___ SOURCE DATA ___

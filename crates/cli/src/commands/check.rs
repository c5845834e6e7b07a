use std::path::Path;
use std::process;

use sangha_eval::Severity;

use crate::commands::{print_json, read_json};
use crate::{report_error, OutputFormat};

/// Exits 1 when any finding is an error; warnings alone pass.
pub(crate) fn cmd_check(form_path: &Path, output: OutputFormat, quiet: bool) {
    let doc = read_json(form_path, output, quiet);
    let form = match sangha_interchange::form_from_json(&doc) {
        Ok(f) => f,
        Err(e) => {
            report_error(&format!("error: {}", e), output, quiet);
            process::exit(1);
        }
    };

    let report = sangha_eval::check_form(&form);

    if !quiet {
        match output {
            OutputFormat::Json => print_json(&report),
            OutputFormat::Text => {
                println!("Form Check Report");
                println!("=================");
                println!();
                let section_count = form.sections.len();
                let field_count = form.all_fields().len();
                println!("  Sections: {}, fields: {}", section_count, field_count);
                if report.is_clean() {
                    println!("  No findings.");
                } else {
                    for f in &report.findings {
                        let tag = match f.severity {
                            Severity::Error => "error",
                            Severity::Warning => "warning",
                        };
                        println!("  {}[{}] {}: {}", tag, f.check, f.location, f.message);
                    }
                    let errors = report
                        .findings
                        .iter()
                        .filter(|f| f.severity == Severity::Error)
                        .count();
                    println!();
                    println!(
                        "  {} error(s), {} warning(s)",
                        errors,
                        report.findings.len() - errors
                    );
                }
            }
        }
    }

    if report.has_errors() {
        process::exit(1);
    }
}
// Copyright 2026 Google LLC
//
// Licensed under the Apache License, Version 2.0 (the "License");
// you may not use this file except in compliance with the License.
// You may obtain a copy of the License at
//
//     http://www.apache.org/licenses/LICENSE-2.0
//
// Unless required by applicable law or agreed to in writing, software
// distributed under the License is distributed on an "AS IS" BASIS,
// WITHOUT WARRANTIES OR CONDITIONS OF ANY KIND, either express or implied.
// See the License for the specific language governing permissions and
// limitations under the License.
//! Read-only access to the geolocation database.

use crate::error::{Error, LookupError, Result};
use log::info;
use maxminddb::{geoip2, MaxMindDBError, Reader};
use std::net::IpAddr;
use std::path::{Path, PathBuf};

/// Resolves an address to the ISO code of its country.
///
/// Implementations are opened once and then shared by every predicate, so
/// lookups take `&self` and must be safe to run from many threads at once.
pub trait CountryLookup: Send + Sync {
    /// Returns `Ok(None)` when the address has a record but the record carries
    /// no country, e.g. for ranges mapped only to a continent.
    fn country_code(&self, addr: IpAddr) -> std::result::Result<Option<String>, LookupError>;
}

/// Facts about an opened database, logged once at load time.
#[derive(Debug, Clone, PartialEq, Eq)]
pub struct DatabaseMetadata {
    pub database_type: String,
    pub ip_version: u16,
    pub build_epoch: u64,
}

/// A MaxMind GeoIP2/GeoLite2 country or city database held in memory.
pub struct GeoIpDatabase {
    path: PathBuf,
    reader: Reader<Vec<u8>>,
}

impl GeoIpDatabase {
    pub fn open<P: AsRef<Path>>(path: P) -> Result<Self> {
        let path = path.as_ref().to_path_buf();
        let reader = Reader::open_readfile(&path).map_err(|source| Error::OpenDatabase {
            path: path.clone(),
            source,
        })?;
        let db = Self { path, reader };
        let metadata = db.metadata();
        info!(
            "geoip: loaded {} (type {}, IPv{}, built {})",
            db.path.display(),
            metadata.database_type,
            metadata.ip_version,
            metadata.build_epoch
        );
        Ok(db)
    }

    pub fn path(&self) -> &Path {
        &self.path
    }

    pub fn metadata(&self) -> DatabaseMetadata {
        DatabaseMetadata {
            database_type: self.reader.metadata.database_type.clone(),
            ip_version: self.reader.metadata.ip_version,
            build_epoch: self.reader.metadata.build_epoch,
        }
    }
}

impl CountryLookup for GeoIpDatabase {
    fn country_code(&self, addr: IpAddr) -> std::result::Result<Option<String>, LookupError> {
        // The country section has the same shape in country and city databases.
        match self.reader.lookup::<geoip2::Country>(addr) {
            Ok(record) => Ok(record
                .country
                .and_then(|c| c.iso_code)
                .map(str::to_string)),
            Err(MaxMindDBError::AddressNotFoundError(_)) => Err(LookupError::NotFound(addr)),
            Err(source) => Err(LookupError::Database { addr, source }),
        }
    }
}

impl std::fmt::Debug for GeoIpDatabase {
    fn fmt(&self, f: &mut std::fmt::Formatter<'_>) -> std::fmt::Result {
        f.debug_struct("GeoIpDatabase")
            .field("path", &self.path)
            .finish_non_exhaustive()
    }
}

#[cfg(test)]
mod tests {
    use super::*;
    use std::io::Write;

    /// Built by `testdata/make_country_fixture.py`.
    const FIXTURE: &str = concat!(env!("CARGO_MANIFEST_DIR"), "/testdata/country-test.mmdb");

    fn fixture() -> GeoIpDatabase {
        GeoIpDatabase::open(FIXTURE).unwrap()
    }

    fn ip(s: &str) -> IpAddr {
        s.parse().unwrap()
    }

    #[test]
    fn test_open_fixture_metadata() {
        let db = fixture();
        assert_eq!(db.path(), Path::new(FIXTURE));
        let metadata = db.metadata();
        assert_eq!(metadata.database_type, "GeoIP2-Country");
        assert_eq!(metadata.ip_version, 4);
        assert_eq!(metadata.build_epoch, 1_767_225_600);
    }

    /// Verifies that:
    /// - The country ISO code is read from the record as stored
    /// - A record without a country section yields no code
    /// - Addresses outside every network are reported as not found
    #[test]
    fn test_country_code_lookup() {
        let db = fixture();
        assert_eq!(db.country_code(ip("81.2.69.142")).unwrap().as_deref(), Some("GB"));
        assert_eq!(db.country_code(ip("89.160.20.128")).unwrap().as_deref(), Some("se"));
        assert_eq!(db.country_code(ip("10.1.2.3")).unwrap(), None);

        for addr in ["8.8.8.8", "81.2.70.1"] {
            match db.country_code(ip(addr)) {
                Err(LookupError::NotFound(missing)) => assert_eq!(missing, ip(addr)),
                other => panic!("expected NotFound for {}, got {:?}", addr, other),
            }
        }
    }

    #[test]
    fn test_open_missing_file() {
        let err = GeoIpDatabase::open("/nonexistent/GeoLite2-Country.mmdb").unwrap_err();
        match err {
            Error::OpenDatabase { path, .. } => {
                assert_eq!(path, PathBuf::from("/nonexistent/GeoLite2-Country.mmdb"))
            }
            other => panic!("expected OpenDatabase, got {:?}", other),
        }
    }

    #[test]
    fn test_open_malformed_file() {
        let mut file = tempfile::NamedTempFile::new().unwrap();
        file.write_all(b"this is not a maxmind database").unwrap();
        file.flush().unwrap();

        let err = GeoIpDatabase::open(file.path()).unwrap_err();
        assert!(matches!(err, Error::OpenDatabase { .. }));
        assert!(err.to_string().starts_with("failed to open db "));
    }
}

___

#### THE TASK:
Gather up the lines containing the word "every" from these records and copy them.

#### EXERCISE SOLUTION:
/// Implementations are opened once and then shared by every predicate, so
    /// - Addresses outside every network are reported as not found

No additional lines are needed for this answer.